• **Task to carry out**:
Look at each line of the records and count those with "InventoryManager" in them. Please answer with the count alone.

╭─ Information supplied

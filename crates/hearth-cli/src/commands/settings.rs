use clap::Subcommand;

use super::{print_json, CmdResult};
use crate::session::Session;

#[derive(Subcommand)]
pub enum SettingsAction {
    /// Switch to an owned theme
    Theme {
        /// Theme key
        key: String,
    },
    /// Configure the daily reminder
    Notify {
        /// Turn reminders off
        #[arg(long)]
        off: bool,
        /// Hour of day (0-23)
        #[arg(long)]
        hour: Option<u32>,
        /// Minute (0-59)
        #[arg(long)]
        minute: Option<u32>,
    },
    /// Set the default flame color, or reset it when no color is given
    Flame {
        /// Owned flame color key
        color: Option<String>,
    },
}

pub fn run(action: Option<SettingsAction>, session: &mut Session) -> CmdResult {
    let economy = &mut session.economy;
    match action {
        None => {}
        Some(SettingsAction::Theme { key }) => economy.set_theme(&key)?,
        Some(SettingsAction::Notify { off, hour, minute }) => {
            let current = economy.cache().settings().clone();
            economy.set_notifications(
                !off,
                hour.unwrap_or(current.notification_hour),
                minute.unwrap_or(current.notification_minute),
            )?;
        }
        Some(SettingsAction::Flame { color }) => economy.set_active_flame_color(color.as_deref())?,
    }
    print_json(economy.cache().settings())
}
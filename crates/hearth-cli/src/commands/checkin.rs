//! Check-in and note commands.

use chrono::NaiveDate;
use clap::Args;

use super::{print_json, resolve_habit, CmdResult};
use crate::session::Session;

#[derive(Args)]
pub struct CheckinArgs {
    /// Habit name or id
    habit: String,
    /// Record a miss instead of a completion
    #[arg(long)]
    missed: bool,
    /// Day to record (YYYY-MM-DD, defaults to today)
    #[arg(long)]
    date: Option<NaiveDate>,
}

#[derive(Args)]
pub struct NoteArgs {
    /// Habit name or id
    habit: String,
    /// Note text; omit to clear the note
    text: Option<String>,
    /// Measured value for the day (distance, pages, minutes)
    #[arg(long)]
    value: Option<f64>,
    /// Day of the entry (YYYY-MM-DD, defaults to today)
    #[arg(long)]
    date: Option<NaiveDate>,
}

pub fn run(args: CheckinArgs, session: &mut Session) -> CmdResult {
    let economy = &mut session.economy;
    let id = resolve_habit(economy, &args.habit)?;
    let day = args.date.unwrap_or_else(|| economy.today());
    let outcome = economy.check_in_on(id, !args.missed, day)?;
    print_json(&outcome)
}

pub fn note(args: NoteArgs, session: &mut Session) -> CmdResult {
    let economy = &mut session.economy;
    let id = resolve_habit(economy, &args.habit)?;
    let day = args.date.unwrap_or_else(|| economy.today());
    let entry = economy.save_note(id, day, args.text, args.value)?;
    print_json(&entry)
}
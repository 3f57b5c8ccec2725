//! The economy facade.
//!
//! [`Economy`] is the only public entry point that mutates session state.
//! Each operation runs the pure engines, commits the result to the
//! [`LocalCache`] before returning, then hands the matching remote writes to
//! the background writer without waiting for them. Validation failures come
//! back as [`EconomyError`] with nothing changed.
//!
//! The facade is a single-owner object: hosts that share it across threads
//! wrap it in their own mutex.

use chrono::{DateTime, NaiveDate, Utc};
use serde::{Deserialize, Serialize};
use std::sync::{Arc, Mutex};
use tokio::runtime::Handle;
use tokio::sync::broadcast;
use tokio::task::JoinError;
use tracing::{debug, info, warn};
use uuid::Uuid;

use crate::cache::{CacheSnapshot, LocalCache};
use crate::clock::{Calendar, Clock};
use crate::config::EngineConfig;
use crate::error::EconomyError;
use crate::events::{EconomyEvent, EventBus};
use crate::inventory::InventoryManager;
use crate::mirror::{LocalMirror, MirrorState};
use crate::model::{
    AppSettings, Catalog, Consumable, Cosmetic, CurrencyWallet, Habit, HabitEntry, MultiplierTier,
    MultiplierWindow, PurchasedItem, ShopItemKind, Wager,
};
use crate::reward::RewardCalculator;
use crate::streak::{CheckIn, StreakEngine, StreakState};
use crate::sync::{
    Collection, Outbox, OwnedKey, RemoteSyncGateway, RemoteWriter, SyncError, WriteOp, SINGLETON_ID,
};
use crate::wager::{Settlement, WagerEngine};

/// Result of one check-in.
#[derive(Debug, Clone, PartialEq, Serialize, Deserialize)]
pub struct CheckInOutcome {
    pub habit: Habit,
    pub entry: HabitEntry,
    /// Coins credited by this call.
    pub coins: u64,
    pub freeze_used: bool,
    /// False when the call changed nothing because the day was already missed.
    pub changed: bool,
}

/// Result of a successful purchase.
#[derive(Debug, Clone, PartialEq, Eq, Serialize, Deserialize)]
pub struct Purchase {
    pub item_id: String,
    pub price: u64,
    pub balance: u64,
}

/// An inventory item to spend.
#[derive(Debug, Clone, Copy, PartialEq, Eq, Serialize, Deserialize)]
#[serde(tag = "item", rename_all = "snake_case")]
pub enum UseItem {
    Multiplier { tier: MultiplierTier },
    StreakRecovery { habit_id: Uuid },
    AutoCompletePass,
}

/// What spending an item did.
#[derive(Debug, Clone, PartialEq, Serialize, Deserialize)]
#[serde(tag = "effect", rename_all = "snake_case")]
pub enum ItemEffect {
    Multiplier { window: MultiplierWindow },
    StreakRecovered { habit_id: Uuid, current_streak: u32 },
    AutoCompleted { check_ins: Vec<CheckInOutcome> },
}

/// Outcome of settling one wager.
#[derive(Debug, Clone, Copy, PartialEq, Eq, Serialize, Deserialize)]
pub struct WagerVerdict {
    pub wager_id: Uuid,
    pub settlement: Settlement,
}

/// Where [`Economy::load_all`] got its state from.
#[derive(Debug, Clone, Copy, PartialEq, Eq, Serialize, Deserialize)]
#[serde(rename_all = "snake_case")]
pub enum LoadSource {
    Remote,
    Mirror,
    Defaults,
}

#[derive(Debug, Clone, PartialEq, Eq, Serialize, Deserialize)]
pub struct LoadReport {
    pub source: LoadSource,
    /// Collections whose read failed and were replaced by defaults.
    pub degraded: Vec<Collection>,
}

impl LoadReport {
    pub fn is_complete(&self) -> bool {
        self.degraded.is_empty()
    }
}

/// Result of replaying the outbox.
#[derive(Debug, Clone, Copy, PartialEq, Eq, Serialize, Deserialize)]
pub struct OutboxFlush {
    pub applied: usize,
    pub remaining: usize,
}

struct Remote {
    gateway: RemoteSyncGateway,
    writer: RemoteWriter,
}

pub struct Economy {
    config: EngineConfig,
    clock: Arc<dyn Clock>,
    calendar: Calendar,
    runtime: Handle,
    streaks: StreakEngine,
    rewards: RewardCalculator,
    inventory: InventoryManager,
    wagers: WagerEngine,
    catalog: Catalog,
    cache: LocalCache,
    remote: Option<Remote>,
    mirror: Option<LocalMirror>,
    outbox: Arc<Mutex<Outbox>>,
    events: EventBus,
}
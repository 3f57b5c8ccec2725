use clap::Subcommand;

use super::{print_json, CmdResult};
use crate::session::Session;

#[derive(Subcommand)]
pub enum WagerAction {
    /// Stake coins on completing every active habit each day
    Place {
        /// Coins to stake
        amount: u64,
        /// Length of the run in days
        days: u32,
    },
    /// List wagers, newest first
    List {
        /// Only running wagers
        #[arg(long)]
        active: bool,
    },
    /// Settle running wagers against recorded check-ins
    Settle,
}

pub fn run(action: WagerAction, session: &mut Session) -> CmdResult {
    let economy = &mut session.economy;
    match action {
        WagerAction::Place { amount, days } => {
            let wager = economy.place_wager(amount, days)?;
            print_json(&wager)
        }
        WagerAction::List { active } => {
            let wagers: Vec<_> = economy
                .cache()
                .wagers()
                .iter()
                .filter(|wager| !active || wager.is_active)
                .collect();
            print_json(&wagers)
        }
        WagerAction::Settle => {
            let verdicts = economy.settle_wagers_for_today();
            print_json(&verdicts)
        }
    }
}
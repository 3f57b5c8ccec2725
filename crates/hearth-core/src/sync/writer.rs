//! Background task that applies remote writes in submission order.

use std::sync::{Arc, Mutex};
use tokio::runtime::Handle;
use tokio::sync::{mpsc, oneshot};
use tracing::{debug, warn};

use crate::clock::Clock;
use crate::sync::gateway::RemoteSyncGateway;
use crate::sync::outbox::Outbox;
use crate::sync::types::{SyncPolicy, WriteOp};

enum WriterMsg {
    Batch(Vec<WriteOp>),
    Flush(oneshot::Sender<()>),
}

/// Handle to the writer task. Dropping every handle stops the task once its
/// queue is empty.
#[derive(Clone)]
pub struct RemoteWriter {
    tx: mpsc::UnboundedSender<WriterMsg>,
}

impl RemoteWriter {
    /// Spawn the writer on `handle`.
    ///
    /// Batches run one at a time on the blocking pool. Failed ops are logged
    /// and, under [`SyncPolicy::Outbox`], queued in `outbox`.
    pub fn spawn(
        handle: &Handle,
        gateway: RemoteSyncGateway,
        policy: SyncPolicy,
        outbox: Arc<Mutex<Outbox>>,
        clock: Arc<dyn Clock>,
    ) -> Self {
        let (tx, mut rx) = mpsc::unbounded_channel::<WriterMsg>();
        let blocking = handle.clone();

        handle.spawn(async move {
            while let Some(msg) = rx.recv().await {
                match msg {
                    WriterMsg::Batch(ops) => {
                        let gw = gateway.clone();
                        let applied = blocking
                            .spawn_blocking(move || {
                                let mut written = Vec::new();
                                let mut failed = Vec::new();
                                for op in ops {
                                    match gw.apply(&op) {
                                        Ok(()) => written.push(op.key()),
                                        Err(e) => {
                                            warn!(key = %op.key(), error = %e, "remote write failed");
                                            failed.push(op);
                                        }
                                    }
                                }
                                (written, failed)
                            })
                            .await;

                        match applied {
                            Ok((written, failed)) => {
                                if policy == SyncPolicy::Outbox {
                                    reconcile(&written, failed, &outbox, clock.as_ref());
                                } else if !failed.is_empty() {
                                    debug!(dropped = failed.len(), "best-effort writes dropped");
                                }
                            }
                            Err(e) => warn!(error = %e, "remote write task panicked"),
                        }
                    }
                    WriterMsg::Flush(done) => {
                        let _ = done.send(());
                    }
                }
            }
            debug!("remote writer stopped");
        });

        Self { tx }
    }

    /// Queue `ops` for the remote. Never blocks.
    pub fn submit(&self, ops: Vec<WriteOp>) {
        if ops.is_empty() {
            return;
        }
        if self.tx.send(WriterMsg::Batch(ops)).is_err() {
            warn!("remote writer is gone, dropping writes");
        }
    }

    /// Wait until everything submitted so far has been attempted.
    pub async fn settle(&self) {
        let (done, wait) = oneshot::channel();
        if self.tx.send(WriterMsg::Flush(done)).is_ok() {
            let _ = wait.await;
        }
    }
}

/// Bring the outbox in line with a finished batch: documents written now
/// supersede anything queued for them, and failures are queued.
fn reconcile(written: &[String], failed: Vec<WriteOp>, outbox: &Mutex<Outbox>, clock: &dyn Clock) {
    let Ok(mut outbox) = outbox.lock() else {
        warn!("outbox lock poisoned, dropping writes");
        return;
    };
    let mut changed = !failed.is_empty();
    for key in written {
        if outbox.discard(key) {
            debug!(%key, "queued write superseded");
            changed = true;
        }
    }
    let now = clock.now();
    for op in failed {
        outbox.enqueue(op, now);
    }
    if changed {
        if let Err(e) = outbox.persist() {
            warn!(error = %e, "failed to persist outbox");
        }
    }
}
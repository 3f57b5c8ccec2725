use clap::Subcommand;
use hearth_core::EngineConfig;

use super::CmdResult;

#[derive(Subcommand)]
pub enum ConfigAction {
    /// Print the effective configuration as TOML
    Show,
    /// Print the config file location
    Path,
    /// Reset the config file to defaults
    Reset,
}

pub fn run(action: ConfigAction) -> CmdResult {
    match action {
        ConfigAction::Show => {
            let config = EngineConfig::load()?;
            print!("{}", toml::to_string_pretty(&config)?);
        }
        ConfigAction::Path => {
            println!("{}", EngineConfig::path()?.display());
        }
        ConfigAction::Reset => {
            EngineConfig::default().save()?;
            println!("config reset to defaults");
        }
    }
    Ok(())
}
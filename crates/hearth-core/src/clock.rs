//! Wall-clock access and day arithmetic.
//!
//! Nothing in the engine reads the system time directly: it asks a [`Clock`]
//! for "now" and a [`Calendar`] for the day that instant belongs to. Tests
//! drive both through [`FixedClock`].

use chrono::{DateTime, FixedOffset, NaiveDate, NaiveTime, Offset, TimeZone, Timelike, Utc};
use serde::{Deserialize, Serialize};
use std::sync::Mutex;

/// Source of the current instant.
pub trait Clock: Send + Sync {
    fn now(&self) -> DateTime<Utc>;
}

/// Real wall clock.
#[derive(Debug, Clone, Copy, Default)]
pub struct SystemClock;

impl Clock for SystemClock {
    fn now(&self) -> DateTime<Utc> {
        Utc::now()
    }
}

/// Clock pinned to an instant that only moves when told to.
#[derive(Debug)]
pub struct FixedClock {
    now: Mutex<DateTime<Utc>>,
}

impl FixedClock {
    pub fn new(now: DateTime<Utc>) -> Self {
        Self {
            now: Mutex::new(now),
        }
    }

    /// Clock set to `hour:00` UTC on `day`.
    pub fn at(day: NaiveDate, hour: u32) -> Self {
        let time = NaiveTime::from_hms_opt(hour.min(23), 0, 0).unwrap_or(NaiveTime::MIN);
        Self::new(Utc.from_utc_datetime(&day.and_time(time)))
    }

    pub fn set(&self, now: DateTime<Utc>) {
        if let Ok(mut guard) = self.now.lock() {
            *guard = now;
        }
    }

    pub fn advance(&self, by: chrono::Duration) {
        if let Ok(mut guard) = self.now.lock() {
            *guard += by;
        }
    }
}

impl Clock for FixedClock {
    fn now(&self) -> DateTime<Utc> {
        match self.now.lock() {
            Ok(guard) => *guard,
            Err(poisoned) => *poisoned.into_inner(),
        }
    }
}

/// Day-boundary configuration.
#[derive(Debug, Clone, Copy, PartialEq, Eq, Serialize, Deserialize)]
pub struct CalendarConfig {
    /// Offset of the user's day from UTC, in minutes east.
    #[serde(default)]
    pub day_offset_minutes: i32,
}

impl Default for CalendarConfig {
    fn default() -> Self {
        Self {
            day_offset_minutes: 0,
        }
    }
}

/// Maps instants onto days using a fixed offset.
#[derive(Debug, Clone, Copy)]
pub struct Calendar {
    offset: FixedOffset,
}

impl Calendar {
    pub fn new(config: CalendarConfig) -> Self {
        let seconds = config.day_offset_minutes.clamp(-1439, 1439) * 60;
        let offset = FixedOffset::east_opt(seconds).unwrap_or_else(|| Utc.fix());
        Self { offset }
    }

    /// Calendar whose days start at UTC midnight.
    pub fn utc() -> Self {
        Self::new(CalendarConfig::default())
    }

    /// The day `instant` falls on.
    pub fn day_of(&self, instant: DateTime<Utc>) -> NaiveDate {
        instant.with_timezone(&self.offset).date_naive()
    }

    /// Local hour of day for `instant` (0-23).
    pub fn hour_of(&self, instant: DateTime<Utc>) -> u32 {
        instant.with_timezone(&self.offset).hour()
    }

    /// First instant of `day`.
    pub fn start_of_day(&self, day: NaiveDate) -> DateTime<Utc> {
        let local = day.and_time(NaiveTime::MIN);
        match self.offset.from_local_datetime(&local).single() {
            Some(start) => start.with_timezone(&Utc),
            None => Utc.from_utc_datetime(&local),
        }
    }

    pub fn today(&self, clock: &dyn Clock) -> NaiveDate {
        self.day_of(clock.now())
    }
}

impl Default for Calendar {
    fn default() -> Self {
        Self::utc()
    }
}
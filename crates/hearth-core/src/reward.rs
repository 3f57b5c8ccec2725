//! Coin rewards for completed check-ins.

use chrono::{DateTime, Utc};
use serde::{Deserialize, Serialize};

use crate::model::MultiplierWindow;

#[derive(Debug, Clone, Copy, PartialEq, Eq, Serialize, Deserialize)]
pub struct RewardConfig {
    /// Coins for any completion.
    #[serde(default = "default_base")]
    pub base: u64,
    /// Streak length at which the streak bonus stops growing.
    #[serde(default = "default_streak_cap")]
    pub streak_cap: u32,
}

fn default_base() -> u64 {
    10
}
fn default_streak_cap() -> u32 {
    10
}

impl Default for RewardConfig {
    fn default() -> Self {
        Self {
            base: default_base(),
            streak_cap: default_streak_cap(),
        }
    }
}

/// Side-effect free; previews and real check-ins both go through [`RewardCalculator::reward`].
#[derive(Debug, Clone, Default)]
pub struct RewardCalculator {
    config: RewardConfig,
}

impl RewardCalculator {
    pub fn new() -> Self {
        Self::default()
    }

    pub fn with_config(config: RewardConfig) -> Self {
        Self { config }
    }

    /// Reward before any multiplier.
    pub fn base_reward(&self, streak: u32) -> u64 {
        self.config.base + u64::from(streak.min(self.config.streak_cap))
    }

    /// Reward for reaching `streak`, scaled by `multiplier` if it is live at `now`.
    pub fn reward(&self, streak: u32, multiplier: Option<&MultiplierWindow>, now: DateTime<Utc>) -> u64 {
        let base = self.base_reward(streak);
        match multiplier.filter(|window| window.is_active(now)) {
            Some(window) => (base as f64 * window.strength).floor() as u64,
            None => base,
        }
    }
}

╰─

• **Solved exercise**:
2